> _What you are asked to do_
Go through the entries below and report how many lines contain the string "bool". Nothing but the number is wanted.
⟨
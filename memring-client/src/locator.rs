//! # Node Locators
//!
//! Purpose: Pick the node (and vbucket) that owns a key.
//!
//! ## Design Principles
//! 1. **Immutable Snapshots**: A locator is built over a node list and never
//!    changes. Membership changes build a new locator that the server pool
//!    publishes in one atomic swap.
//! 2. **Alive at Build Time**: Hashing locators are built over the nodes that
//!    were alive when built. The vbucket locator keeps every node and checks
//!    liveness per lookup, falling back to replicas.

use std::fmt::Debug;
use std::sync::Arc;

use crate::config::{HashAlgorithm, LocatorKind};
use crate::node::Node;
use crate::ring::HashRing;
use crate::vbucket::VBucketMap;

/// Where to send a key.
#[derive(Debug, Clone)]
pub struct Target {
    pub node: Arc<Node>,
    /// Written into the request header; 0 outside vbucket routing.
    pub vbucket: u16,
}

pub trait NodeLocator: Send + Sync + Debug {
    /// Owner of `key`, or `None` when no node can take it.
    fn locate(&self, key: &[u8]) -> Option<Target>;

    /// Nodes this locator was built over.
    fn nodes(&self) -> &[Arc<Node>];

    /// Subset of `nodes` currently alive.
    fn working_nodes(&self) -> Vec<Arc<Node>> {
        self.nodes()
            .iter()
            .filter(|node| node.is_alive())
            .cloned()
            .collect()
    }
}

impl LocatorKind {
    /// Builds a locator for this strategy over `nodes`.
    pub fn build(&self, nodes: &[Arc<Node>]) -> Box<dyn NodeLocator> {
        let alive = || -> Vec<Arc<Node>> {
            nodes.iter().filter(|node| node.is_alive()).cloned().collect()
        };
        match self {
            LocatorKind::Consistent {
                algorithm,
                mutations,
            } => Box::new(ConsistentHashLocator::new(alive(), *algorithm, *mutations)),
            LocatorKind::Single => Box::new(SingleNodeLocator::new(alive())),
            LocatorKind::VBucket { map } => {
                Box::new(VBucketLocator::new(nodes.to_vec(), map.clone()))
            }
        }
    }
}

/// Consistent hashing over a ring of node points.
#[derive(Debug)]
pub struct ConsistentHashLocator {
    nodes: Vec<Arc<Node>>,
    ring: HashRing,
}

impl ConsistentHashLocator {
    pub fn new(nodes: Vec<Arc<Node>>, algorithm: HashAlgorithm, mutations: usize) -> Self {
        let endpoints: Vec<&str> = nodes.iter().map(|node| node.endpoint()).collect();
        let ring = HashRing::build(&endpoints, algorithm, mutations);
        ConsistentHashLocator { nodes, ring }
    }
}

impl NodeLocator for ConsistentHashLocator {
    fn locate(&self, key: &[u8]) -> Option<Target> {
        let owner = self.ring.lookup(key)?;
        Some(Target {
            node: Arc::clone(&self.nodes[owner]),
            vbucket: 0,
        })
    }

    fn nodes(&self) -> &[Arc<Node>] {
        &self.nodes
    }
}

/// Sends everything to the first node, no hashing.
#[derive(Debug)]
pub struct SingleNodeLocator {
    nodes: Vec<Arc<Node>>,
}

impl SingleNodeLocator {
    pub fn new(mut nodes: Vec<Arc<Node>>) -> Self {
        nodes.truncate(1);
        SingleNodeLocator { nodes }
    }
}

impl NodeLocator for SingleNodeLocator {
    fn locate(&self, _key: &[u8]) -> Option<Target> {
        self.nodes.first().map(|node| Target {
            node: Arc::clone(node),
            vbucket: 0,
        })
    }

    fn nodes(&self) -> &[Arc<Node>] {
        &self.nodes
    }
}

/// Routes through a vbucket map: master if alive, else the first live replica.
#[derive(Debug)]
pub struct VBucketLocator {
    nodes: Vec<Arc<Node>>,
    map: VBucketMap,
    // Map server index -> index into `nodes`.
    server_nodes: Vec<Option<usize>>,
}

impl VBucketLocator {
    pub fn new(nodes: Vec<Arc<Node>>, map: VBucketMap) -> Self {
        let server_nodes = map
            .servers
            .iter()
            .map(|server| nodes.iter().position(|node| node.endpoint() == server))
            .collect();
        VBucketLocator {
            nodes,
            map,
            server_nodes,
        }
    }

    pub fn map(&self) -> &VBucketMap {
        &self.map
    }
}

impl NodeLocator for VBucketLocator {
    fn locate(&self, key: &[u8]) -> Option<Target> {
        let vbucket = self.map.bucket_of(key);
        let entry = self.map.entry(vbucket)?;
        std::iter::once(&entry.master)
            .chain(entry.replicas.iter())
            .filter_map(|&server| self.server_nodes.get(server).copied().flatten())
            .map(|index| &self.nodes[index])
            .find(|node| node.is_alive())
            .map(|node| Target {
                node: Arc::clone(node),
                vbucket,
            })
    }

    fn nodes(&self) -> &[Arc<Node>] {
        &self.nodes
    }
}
⟩
⟨
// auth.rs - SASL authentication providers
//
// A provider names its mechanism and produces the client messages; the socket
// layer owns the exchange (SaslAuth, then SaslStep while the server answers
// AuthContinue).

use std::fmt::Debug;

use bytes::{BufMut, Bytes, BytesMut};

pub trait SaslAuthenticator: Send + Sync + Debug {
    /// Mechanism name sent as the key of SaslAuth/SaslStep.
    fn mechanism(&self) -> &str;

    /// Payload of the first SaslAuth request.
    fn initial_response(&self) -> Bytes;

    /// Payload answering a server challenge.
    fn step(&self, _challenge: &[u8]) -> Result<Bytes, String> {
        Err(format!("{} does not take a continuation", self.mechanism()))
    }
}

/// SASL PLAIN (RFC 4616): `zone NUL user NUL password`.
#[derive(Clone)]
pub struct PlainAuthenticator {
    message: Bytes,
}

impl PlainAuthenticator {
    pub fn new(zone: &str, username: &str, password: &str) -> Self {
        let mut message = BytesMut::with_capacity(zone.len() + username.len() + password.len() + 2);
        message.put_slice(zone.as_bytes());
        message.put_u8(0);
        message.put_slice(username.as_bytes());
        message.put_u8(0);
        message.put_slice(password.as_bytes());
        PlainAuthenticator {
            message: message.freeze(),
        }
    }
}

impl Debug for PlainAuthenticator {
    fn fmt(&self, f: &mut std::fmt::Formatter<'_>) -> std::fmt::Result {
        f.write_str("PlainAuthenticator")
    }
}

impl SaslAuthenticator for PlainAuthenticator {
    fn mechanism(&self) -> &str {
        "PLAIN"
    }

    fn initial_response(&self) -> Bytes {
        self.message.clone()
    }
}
⟩
⟨
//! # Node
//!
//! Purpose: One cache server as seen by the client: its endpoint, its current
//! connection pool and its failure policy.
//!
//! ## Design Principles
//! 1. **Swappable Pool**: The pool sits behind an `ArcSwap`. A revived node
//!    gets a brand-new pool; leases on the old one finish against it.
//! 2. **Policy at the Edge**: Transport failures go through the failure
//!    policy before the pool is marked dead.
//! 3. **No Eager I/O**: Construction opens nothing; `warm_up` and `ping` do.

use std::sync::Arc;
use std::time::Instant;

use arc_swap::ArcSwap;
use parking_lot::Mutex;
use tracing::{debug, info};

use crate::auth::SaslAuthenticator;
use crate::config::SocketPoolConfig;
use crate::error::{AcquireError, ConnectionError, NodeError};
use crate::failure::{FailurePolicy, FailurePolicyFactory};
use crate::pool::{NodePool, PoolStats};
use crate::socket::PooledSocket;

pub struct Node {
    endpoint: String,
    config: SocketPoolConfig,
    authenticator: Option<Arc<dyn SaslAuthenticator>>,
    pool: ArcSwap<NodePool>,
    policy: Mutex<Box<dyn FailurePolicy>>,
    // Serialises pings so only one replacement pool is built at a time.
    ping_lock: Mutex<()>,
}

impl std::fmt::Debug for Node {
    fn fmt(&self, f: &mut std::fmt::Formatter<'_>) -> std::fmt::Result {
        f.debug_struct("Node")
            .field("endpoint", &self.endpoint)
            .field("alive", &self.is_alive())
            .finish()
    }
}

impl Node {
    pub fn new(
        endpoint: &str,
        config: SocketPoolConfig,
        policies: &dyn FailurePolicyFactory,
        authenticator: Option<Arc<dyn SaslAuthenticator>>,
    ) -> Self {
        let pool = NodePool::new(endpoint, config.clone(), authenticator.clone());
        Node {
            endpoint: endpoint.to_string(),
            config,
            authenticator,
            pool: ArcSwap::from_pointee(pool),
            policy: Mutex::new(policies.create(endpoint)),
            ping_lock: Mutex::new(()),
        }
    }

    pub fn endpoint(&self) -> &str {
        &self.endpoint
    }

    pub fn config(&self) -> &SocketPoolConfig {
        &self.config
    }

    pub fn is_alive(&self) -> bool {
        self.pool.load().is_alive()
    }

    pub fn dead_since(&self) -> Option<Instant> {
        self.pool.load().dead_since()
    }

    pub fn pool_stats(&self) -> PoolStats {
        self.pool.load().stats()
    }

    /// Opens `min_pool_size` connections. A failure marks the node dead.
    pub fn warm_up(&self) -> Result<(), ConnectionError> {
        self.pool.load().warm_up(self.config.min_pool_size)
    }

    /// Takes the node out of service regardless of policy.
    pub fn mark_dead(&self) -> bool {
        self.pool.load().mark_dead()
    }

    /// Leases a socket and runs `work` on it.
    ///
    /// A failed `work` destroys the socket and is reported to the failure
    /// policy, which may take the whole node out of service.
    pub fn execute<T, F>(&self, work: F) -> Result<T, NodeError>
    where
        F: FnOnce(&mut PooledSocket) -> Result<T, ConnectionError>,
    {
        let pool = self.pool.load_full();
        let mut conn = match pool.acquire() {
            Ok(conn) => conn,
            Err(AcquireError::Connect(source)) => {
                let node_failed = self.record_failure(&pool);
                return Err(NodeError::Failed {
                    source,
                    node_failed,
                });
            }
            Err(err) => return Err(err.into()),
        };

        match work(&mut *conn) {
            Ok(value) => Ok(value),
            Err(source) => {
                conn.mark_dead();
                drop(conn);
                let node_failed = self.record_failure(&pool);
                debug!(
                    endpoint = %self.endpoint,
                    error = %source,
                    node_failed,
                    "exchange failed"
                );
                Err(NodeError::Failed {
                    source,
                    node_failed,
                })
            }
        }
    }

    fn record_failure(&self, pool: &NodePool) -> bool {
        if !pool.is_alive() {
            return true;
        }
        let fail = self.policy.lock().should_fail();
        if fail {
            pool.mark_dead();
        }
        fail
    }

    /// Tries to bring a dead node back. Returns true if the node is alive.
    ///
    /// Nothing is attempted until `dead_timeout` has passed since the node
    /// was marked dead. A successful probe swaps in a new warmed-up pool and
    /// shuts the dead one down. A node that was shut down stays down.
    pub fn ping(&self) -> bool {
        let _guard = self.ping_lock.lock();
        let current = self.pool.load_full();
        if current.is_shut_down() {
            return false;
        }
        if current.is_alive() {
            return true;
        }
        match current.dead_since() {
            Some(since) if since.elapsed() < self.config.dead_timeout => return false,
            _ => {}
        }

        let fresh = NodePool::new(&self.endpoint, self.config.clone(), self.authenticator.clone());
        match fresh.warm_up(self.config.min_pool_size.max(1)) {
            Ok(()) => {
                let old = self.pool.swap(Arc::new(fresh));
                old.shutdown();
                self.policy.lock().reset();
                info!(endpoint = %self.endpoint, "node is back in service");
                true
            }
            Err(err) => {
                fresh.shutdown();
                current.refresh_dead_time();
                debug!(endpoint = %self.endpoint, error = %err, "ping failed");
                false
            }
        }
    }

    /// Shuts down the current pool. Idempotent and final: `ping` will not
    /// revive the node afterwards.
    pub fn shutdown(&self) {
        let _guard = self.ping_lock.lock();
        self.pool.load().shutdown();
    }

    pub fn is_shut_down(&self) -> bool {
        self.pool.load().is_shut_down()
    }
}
⟩
> _Reply_
5